Since the number of cortical neurons is determined before birth, this increased quantity of nerve cells, the researchers maintain that it must have resulted from something that occurred prenatally. An infection, a toxic exposure, a genetic abnormality, a dysregulation of cell growth, or other mechanism may be the agent responsible.
In a painstaking process, the researchers studied the brains of seven autistic children and six non-autistic children who had died. They measured the weights of the brains, examined the brain tissue, and counted the neurons in the brain regions of interest. The diagnosis of autism in the deceased children was established by a rigorous questionnaire administered to a parent or guardian of the child.
The brains of the autistic children were on average 17 percent heavier than brains of typically-developing, same-aged peers. Looking at the two main areas of the prefrontal cortex, the researchers also found there were 79 percent more neurons to the sides in the back (dorsolateral area) of the prefrontal cortex of autistic children compared to the controls. There were 29 percent more neurons in the middle (medial) area of the prefrontal cortex. These are substantial differences. These same brain regions are larger in living autistic children when their brains are examined by MRI scans.
During fetal brain development, brain cells proliferate and then die off in a programmed way, in a process called apoptosis. If too many brain cells develop, or if not enough die off, the result is an excess of neurons at birth.
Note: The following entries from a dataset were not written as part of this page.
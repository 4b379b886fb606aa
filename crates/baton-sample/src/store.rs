//! # Order Book
//!
//! The in-memory store every operation works against. One [`OrderBook`] is
//! shared across all operations of a flow behind an `Arc`; a `tokio` mutex
//! keeps mutations atomic without blocking the runtime.
//!
//! Ids are handed out by a monotonic counter starting at 1, so the first
//! created order is always `order_1`. The book never reuses an id, even
//! after a delete.

use crate::model::{Offer, Order, OrderError, OrderId};
use std::collections::HashMap;
use std::sync::atomic::{AtomicU64, Ordering};
use tokio::sync::Mutex;
use tracing::debug;

/// Shared in-memory order store.
pub struct OrderBook {
    orders: Mutex<HashMap<OrderId, Order>>,
    next_id: AtomicU64,
}

impl OrderBook {
    /// Empty book; the first created order gets id 1.
    pub fn new() -> Self {
        Self {
            orders: Mutex::new(HashMap::new()),
            next_id: AtomicU64::new(1),
        }
    }

    /// Creates an order and returns it.
    pub async fn create(&self, title: String, pages: u64) -> Order {
        let id = OrderId(self.next_id.fetch_add(1, Ordering::SeqCst));
        let order = Order {
            id: id.clone(),
            title,
            pages,
            hidden: false,
            offers: Vec::new(),
            expert_id: None,
        };
        self.orders.lock().await.insert(id, order.clone());
        debug!(order_id = %order.id, "Order stored");
        order
    }

    /// Replaces the order's title.
    pub async fn update_title(&self, id: OrderId, title: String) -> Result<Order, OrderError> {
        let mut orders = self.orders.lock().await;
        let order = orders
            .get_mut(&id)
            .ok_or(OrderError::NotFound(id.clone()))?;
        order.title = title;
        Ok(order.clone())
    }

    /// Takes the order off the public feed. It stays in the book.
    pub async fn hide(&self, id: OrderId) -> Result<Order, OrderError> {
        let mut orders = self.orders.lock().await;
        let order = orders
            .get_mut(&id)
            .ok_or(OrderError::NotFound(id.clone()))?;
        order.hidden = true;
        Ok(order.clone())
    }

    /// Removes the order entirely and returns its final state.
    pub async fn delete(&self, id: OrderId) -> Result<Order, OrderError> {
        self.orders
            .lock()
            .await
            .remove(&id)
            .ok_or(OrderError::NotFound(id))
    }

    /// Records a writer's offer on the order.
    pub async fn add_offer(&self, id: OrderId, author_id: u64) -> Result<Order, OrderError> {
        let mut orders = self.orders.lock().await;
        let order = orders
            .get_mut(&id)
            .ok_or(OrderError::NotFound(id.clone()))?;
        order.offers.push(Offer::new(author_id));
        Ok(order.clone())
    }

    /// Marks the author's offer as accepted.
    pub async fn accept_offer(&self, id: OrderId, author_id: u64) -> Result<Order, OrderError> {
        let mut orders = self.orders.lock().await;
        let order = orders
            .get_mut(&id)
            .ok_or(OrderError::NotFound(id.clone()))?;
        let offer = order
            .offers
            .iter_mut()
            .find(|offer| offer.author_id == author_id)
            .ok_or(OrderError::OfferNotFound {
                order_id: id.clone(),
                author_id,
            })?;
        offer.accepted = true;
        Ok(order.clone())
    }

    /// Assigns the author as the order's expert.
    pub async fn hire(&self, id: OrderId, author_id: u64) -> Result<Order, OrderError> {
        let mut orders = self.orders.lock().await;
        let order = orders.get_mut(&id).ok_or(OrderError::NotFound(id))?;
        order.expert_id = Some(author_id);
        Ok(order.clone())
    }

    /// Current state of an order, if it exists.
    pub async fn get(&self, id: &OrderId) -> Option<Order> {
        self.orders.lock().await.get(id).cloned()
    }

    /// Number of orders in the book, hidden ones included.
    pub async fn len(&self) -> usize {
        self.orders.lock().await.len()
    }

    /// Whether the book holds no orders.
    pub async fn is_empty(&self) -> bool {
        self.orders.lock().await.is_empty()
    }
}

impl Default for OrderBook {
    fn default() -> Self {
        Self::new()
    }
}

#[cfg(test)]
mod tests {
    use super::*;

    #[tokio::test]
    async fn test_ids_are_sequential_and_never_reused() {
        let book = OrderBook::new();

        let first = book.create("First".into(), 1).await;
        let second = book.create("Second".into(), 2).await;
        assert_eq!(first.id, OrderId(1));
        assert_eq!(second.id, OrderId(2));

        book.delete(first.id).await.unwrap();
        let third = book.create("Third".into(), 3).await;
        assert_eq!(third.id, OrderId(3));
    }

    #[tokio::test]
    async fn test_accepting_a_missing_offer_fails() {
        let book = OrderBook::new();
        let order = book.create("Essay".into(), 5).await;

        let err = book.accept_offer(order.id.clone(), 42).await.unwrap_err();
        assert_eq!(
            err,
            OrderError::OfferNotFound {
                order_id: order.id,
                author_id: 42,
            }
        );
    }
}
The location, number, and type of extra cells will determine the child's clinical appearance and developmental outcome.
This new research sheds light on a prenatal brain growth abnormality in the prefrontal cortex that seems to be associated with autism. This information supports previous investigations that have found differences in head size and brain weight in autistic children and may help focus future studies on the causes of autism. The study was published in the November 9 issue of the Journal of the American Medical Association (JAMA).